B. Ombisi's Objections
Ombisi raises two objections to the Report. First, he contends that the “reviewing magistrate judge failed to make a determination that the information set forth in the affidavit formed a substantial basis to support a finding of probable cause” and instead “erroneously based her decision on the issuing judge's discretion to interpret the facts and that there was nothing to show that the issuing judge ‘could not have found' probable cause ....” (ECF No. 139 at PageID
1978.) Second, he argues that the reviewing Magistrate Judge erred when she denied his request for an evidentiary hearing under Franks v. Delaware, 438 U.S. 154 (1978). The Court will address both objections in turn.
Ombisi's first objection alleges that the reviewing Magistrate Judge applied the “wrong legal standard.” (ECF No. 139 at PageID 1976.) The Sixth Circuit has explained that “[t]he standard of review for the sufficiency of an affidavit ‘is whether the magistrate had a substantial basis for finding that the affidavit established probable cause to believe that the evidence would be found at the place cited.'” United States v. Greene, 250 F.3d 471, 478 (6th Cir. 2001) (quoting United States v. Davidson, 936 F.2d 856, 859 (6th Cir. 1991)). On review, the issuing magistrate judge's decision to issue a warrant “should not be set aside unless arbitrarily exercised.” United States v. Pelham, 801 F.2d 875, 877 (6th Cir. 1986). “Probable cause exists ‘when there is a “fair probability,” given the totality of the circumstances, that contraband or evidence of a crime will be found in a particular place.'” Greene, 250 F.3d at 479 (quoting Davidson, 936 F.2d at 859). Furthermore, “[s]earch warrant affidavits are to be judged on the totality of the circumstances, not line-by-line scrutiny.” United States v. Thomas, 605 F.3d 300, 307 (6th Cir. 2010); see United States v. Alexander, No. 2:18-CR-34(13), 2019 WL 287326, at *25 (E.D. Tenn. 2019).

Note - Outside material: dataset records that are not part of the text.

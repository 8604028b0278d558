use std::collections::HashSet;
use std::sync::Arc;
use tracing::debug;

use crate::{
    catalog::Catalog,
    models::{
        filter::{FilterState, Selection},
        part::{Part, PartId},
    },
};

/// Distinct brands in first-seen order, behind a leading `All`.
pub fn list_brands(parts: &[Part]) -> Vec<Selection> {
    distinct_in_order(parts.iter().map(|part| part.brand.as_str()))
}

/// Distinct categories in first-seen order, behind a leading `All`.
pub fn list_categories(parts: &[Part]) -> Vec<Selection> {
    distinct_in_order(parts.iter().map(|part| part.category.as_str()))
}

fn distinct_in_order<'a>(values: impl Iterator<Item = &'a str>) -> Vec<Selection> {
    let mut seen = HashSet::new();
    let mut options = vec![Selection::All];
    for value in values {
        if seen.insert(value) {
            options.push(Selection::only(value));
        }
    }
    options
}

/// Ordered subsequence of `parts` passing all three predicates.
pub fn filter_parts<'a>(
    parts: &'a [Part],
    query: &str,
    brand: &Selection,
    category: &Selection,
) -> Vec<&'a Part> {
    let needle = query.to_lowercase();
    parts
        .iter()
        .filter(|part| {
            brand.accepts(&part.brand)
                && category.accepts(&part.category)
                && part.matches_query(&needle)
        })
        .collect()
}

#[derive(Debug, Clone, PartialEq, Eq)]
pub struct CatalogStats {
    pub total_parts: usize,
    pub in_stock: usize,
    pub brands: usize,
    pub categories: usize,
}

/// Read-only view over a loaded catalog. Cheap to clone and share between sessions.
#[derive(Debug, Clone)]
pub struct CatalogService {
    catalog: Arc<Catalog>,
}

impl CatalogService {
    pub fn new(catalog: Arc<Catalog>) -> Self {
        Self { catalog }
    }

    pub fn parts(&self) -> &[Part] {
        self.catalog.parts()
    }

    pub fn find(&self, id: PartId) -> Option<&Part> {
        self.catalog.find(id)
    }

    pub fn brands(&self) -> Vec<Selection> {
        list_brands(self.catalog.parts())
    }

    pub fn categories(&self) -> Vec<Selection> {
        list_categories(self.catalog.parts())
    }

    pub fn filter(&self, state: &FilterState) -> Vec<&Part> {
        let parts = filter_parts(
            self.catalog.parts(),
            &state.query,
            &state.brand,
            &state.category,
        );
        debug!(
            "Filter {:?} matched {} of {} parts",
            state,
            parts.len(),
            self.catalog.len()
        );
        parts
    }

    pub fn stats(&self) -> CatalogStats {
        let parts = self.catalog.parts();
        CatalogStats {
            total_parts: parts.len(),
            in_stock: parts.iter().filter(|part| part.in_stock).count(),
            brands: list_brands(parts).len() - 1,
            categories: list_categories(parts).len() - 1,
        }
    }
}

Here, the reviewing Magistrate Judge provided a detailed discussion of the facts in the underlying Affidavit tendered by a United States Postal Inspection Service (“USPIS”) Inspector, Joseph MacDougall (“Inspector MacDougall”). (ECF No. 133 at PageID 1929-36.) The Report recounts how Inspector MacDougall obtained CCTV footage that showed Ombisi enter the Fleetwood Post Office and remove numerous small flat-rate priority-mail boxes from a large white shopping bag and deposit them into the lobby parcel drop, all of which Inspector MacDougall later confirmed bore the “D&B Accessories” address “consistent with previous undercover purchases from Ombisi that contained counterfeit pills.” (ECF No. 133 at PageID 1935.) The Report acknowledges that the Affidavit also informed the issuing Magistrate Judge that Inspector MacDougall identified Ombisi departing his apartment premises with a large white shopping bag, (id. at PageID 1935), in his black Volkswagen Jetta just forty-two minutes before the parcels were deposited at the Fleetwood Post Office. (Id.) The totality of these circumstances strongly indicates that “there is a ‘fair probability' . . . that contraband or evidence of a crime will be found,” Thomas, 605 F.3d at 307 (quoting United States v. Helton, 314 F.3d 812, 819 (6th Cir. 2003), in the Fleetwood Parcel because it (1) was identified at the Fleetwood Post Office, (2) in close proximity to Ombisi's visit, (3) with the “D&B Accessories” address, and (4) “[t]here were no other parcels in the outbound bin using small, flate-rate parcels such a the those that the video footage showed Ombisi depositing.” (Id. at PagelD 1935-36.) Therefore, the Court agrees with the reviewing Magistrate Judge's conclusion that the challenged Affidavit, (ECF No. 111), provided the issuing Magistrate Judge with “reasonable grounds for belief” that evidence of a crime would be found in the parcel. United States v. Bennett, 905 F.2d 931, 934 (6th Cir. 1990). Therefore, Ombisi's first objection is hereby OVERRULED.
Ombisi makes much of the Report's observations that, in certain instances, there would have been no basis to conclude that the issuing Magistrate “could not have found probable cause by weighing the totality of the circumstances.” (ECF No. 139 at PageID 1978.) While true that the Report does not walkthrough the affidavit in its analysis section, it does contain ample information to support a finding of probable cause in its background discussion that presents a host of factors that indicate a fair probability that evidence of a crime would be found in the Fleetwood Parcel. (ECF No. 133 at PageID 1929-36.) Therefore, while the Report does not hyper-technically analyze the Affidavit line-by-line, it does contain sufficient information from the Affidavit to support a “commonsense” conclusion that the issuing Magistrate did not arbitrarily render his probable cause determination under the “totality of the circumstances.” Thomas, 605 F.3d at 307.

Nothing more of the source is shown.